## PROBLEM DESCRIPTION
Where the string "Future" appears in a line of the material below, copy that line.

## PROVIDED MATERIAL
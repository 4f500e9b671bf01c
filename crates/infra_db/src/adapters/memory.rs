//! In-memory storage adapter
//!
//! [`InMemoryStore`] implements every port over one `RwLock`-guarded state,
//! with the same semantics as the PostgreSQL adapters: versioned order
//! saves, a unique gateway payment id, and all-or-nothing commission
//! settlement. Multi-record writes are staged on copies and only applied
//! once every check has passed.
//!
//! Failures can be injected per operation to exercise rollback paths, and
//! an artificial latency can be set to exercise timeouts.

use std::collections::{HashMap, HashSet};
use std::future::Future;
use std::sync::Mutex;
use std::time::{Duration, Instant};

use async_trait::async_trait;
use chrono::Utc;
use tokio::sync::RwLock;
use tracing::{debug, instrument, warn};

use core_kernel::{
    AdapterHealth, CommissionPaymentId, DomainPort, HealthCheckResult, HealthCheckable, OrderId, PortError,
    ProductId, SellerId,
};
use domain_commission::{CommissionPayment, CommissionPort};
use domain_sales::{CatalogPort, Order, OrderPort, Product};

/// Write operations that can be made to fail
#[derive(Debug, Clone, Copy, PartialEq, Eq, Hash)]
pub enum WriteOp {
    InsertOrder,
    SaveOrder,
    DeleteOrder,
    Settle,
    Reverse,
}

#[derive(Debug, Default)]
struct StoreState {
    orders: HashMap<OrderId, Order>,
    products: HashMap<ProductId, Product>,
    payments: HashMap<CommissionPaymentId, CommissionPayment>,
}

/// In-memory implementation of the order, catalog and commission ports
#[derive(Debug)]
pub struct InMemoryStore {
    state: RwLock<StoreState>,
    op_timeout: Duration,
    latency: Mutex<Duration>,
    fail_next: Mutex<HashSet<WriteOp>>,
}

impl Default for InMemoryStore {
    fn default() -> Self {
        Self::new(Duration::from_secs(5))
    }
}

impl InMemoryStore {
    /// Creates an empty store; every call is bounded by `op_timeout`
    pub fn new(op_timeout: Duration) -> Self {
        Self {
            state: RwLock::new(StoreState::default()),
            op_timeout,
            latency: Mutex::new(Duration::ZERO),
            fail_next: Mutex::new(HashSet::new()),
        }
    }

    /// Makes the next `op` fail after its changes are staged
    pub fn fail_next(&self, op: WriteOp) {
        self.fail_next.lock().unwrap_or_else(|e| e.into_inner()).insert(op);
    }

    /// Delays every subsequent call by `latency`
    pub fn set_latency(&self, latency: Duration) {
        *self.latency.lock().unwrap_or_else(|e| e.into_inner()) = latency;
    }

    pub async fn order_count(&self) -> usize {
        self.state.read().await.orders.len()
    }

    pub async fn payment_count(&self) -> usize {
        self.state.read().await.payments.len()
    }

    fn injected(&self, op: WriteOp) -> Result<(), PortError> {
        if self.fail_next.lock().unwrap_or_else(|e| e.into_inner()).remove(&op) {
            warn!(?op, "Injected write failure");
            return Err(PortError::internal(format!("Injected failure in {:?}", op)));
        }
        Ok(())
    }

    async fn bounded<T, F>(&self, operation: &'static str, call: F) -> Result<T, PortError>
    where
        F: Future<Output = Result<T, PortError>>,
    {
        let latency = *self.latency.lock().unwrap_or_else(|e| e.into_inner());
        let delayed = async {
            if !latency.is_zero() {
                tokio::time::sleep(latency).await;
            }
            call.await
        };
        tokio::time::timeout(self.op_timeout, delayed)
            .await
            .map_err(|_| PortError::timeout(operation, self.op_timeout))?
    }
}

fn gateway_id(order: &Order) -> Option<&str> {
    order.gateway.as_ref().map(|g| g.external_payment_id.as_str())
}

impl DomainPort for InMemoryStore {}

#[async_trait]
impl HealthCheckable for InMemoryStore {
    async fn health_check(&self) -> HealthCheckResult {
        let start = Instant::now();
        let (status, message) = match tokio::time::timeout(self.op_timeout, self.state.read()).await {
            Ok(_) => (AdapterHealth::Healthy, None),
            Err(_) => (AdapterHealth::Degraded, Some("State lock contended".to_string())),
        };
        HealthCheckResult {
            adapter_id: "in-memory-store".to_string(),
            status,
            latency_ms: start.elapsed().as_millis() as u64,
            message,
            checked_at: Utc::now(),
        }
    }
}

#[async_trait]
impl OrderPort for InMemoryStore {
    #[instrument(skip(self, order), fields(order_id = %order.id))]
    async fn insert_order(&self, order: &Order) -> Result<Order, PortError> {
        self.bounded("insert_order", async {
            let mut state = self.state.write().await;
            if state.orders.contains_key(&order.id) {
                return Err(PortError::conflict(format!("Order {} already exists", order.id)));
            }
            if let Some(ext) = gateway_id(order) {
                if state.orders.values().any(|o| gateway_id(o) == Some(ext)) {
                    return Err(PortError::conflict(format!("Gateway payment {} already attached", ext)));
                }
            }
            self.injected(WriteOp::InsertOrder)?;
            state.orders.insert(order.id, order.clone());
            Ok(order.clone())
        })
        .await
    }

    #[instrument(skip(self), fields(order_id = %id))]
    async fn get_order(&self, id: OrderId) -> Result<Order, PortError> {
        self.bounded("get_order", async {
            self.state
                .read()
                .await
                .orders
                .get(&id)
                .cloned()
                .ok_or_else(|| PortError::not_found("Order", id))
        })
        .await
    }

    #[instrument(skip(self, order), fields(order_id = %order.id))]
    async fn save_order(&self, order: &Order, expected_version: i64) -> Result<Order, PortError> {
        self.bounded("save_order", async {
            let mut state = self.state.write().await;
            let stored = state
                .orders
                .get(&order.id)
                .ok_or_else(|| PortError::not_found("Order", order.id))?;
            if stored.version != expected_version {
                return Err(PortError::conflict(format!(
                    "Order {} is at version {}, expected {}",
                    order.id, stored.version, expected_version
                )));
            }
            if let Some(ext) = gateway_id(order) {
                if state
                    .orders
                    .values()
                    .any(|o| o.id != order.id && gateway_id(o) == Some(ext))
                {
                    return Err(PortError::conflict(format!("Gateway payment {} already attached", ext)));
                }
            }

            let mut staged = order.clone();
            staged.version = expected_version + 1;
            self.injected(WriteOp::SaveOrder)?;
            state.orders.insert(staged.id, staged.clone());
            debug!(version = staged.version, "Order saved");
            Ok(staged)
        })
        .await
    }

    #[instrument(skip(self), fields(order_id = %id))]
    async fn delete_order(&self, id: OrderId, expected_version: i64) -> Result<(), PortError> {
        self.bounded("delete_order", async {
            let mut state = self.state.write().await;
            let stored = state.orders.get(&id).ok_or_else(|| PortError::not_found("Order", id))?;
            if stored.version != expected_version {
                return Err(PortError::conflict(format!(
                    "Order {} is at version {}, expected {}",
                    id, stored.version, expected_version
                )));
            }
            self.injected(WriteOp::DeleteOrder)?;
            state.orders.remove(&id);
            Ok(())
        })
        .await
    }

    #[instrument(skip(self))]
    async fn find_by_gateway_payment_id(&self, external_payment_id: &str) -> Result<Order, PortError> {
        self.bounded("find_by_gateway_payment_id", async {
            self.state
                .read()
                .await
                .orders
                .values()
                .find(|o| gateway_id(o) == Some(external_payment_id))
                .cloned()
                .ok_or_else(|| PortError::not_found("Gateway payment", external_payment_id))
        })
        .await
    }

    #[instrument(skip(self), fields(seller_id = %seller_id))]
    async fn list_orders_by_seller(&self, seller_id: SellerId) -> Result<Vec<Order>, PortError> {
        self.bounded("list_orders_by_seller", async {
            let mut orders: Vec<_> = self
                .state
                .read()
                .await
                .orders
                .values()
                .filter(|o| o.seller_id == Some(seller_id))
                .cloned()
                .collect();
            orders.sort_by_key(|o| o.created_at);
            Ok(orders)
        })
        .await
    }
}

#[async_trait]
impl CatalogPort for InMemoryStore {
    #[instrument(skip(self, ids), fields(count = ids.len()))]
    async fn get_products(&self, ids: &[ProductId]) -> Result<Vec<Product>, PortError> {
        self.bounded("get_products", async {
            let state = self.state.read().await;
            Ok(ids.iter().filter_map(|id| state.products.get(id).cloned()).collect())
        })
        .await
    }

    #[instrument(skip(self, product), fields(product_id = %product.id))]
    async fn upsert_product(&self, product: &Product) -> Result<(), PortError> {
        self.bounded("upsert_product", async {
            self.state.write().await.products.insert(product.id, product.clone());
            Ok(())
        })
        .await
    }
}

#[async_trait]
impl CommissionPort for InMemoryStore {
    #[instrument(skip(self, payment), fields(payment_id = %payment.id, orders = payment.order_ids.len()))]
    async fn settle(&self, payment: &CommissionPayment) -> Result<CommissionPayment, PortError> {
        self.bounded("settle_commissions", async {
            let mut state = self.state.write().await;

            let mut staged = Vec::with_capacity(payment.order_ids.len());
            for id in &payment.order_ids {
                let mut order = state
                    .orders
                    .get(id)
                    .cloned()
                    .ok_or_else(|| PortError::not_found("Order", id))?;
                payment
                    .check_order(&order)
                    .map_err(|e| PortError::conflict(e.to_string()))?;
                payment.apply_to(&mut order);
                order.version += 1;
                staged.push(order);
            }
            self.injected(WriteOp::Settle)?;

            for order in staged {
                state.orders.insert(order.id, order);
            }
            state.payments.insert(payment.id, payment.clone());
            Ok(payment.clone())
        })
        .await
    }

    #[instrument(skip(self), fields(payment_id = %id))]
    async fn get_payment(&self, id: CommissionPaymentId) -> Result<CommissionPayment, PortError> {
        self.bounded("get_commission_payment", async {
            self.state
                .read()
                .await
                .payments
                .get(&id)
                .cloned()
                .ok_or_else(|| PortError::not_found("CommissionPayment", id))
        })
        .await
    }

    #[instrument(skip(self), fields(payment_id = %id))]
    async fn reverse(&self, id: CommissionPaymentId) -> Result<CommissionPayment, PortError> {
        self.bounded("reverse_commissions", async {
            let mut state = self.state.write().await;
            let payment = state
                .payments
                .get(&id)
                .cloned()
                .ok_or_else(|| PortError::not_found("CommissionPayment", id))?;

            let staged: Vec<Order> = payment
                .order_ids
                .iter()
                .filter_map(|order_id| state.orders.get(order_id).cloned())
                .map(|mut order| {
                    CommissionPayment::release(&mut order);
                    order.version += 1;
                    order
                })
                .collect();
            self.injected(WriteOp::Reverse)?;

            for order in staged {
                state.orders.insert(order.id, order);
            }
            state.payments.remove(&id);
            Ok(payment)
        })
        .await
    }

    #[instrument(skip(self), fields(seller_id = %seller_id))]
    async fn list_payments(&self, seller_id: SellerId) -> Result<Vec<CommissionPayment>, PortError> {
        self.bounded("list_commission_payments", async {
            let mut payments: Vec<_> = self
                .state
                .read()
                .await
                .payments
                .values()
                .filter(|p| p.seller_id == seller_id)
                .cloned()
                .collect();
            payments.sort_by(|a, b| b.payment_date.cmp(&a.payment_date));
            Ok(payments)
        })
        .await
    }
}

## EXERCISE RESULT
use std::future::Future;
        F: Future<Output = Result<T, PortError>>,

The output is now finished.